This study investigates family caregiving for sick older members in the context of elderly hospitalisation, combining anthropological investigation with ethical enquiries. Using qualitative methods, comprised of ethnographic fieldwork and case study analysis, a total of 20 cases about family caregiving for older inpatients were collected during six-month’s field work in a rural primary hospital in Yangjiang, Southern China. These cases centred on how Chinese rural families, who were the primary caregivers for older patients, struggled to support the inpatient care of their hospitalised older family members while experiencing China’s ongoing social transformations. Inspired by the justice-infused feminist ethical approach, this study also conducts normative analysis towards rural families’ caring experiences.

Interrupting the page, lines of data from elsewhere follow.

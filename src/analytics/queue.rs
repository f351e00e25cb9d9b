use std::collections::VecDeque;
use std::mem;
use std::sync::atomic::{AtomicBool, Ordering};
use std::sync::Mutex;

use crate::analytics::transport::TrackingCall;

/// FIFO buffer for transport calls made while the session is offline.
///
/// Going back online replays a snapshot of the buffer. Calls made while that replay is running
/// are held in a separate tail and delivered after the snapshot, so they never overtake a call
/// that was buffered before them.
#[derive(Debug, Default)]
pub struct OfflineQueue {
    offline: AtomicBool,
    draining: AtomicBool,
    buffer: Mutex<VecDeque<TrackingCall>>,
    tail: Mutex<VecDeque<TrackingCall>>,
}

impl OfflineQueue {
    pub fn new(offline: bool) -> Self {
        Self {
            offline: AtomicBool::new(offline),
            ..Default::default()
        }
    }

    pub fn is_offline(&self) -> bool {
        self.offline.load(Ordering::SeqCst)
    }

    pub fn is_draining(&self) -> bool {
        self.draining.load(Ordering::SeqCst)
    }

    /// Takes `call` and returns `true` when it has to wait: buffered while offline, or held in
    /// the drain tail while a replay is running. Otherwise leaves it to the caller.
    pub fn intercept(&self, call: &TrackingCall) -> bool {
        if self.is_offline() {
            self.buffer.lock().unwrap().push_back(call.clone());
            return true;
        }
        if self.is_draining() {
            self.tail.lock().unwrap().push_back(call.clone());
            return true;
        }
        false
    }

    /// Updates the offline flag. Going online replays the buffer through `replay` in the order
    /// the calls were queued, then the calls made during the replay, before returning.
    ///
    /// If the session goes offline again mid-replay, everything not yet replayed is put back in
    /// front of the buffer, in its original order.
    pub fn set_offline<F>(&self, offline: bool, mut replay: F)
    where
        F: FnMut(TrackingCall),
    {
        let was_offline = self.offline.swap(offline, Ordering::SeqCst);
        if offline || !was_offline {
            return;
        }
        // A replay further up the stack picks up whatever was buffered meanwhile.
        if self.draining.swap(true, Ordering::SeqCst) {
            return;
        }

        let mut snapshot = VecDeque::new();
        loop {
            if self.is_offline() {
                self.requeue(snapshot);
                break;
            }
            let next = match snapshot.pop_front() {
                Some(call) => Some(call),
                None => self.tail.lock().unwrap().pop_front(),
            };
            let next = match next {
                Some(call) => Some(call),
                None => {
                    snapshot = mem::take(&mut *self.buffer.lock().unwrap());
                    snapshot.pop_front()
                }
            };
            match next {
                Some(call) => replay(call),
                None => break,
            }
        }
        self.draining.store(false, Ordering::SeqCst);
    }

    fn requeue(&self, snapshot: VecDeque<TrackingCall>) {
        let mut buffer = self.buffer.lock().unwrap();
        let later = mem::take(&mut *buffer);
        buffer.extend(snapshot);
        buffer.extend(self.tail.lock().unwrap().drain(..));
        buffer.extend(later);
    }

    pub fn len(&self) -> usize {
        self.buffer.lock().unwrap().len()
    }

    pub fn is_empty(&self) -> bool {
        self.len() == 0
    }
}

#[cfg(test)]
mod tests {
    use super::*;
    use serde_json::json;

    fn page(path: &str) -> TrackingCall {
        TrackingCall::new("send", vec![json!("pageview"), json!(path)])
    }

    #[test]
    fn online_calls_pass_through() {
        let queue = OfflineQueue::new(false);
        assert!(!queue.intercept(&page("/a")));
        assert!(queue.is_empty());
    }

    #[test]
    fn offline_calls_drain_in_fifo_order() {
        let queue = OfflineQueue::new(true);
        assert!(queue.intercept(&page("/a")));
        assert!(queue.intercept(&page("/b")));
        assert!(queue.intercept(&page("/c")));

        let mut replayed = Vec::new();
        queue.set_offline(false, |call| replayed.push(call));

        assert_eq!(replayed, vec![page("/a"), page("/b"), page("/c")]);
        assert!(queue.is_empty());
        assert!(!queue.is_offline());
        assert!(!queue.is_draining());
    }

    #[test]
    fn repeated_transitions_are_idempotent() {
        let queue = OfflineQueue::new(false);
        let mut replays = 0;

        queue.set_offline(true, |_| replays += 1);
        queue.set_offline(true, |_| replays += 1);
        queue.intercept(&page("/a"));
        assert_eq!(queue.len(), 1);

        queue.set_offline(false, |_| replays += 1);
        queue.set_offline(false, |_| replays += 1);
        assert_eq!(replays, 1);
    }

    #[test]
    fn going_online_while_online_does_not_drain() {
        let queue = OfflineQueue::new(false);
        let mut replays = 0;
        queue.set_offline(false, |_| replays += 1);
        assert_eq!(replays, 0);
    }

    #[test]
    fn going_offline_keeps_buffered_entries() {
        let queue = OfflineQueue::new(true);
        queue.intercept(&page("/a"));
        queue.set_offline(true, |_| panic!("must not replay"));
        assert_eq!(queue.len(), 1);
    }

    #[test]
    fn calls_made_during_replay_follow_the_buffer() {
        let queue = OfflineQueue::new(true);
        queue.intercept(&page("/a"));
        queue.intercept(&page("/b"));

        let mut replayed = Vec::new();
        queue.set_offline(false, |call| {
            if call == page("/a") {
                assert!(queue.intercept(&page("/mid")));
            }
            replayed.push(call);
        });

        assert_eq!(replayed, vec![page("/a"), page("/b"), page("/mid")]);
        assert!(queue.is_empty());
        assert!(!queue.intercept(&page("/after")));
    }

    #[test]
    fn replay_stops_when_offline_again() {
        let queue = OfflineQueue::new(true);
        queue.intercept(&page("/a"));
        queue.intercept(&page("/b"));

        let mut replayed = Vec::new();
        queue.set_offline(false, |call| {
            replayed.push(call);
            queue.set_offline(true, |_| {});
        });

        assert_eq!(replayed, vec![page("/a")]);
        assert_eq!(queue.len(), 1);
        assert!(!queue.is_draining());
    }

    #[test]
    fn interrupted_replay_keeps_order() {
        let queue = OfflineQueue::new(true);
        queue.intercept(&page("/a"));
        queue.intercept(&page("/b"));

        let mut first = true;
        queue.set_offline(false, |_| {
            if first {
                first = false;
                queue.intercept(&page("/mid"));
                queue.set_offline(true, |_| {});
                queue.intercept(&page("/late"));
            }
        });

        let mut rest = Vec::new();
        queue.set_offline(false, |call| rest.push(call));
        assert_eq!(rest, vec![page("/b"), page("/mid"), page("/late")]);
    }
}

A sense of weiqu (sense of unfairness or feeling of being wronged) expressed by caregivers and their older recipients and the experiences of being forced into unequal care (in terms of the unequal division of caring labour within families and the unequal relations caregivers have with older recipients) was the primary feature of rural families’ caring experiences. Various forces and constraints that contribute to people’s experiences of unequal care are also identified from their weiqu narratives. Gender hierarchy, intersecting with other intra-familial hierarchical forces, is central to constructing unequal family care relations. The process of engaging in care is highly dynamic and conflicted, under which family members strategically negotiated care and power relations and morally reasoned their experiences of care and weiqu. The actual caregiving was practiced in a way that was physically cooperative while emotionally disconnected.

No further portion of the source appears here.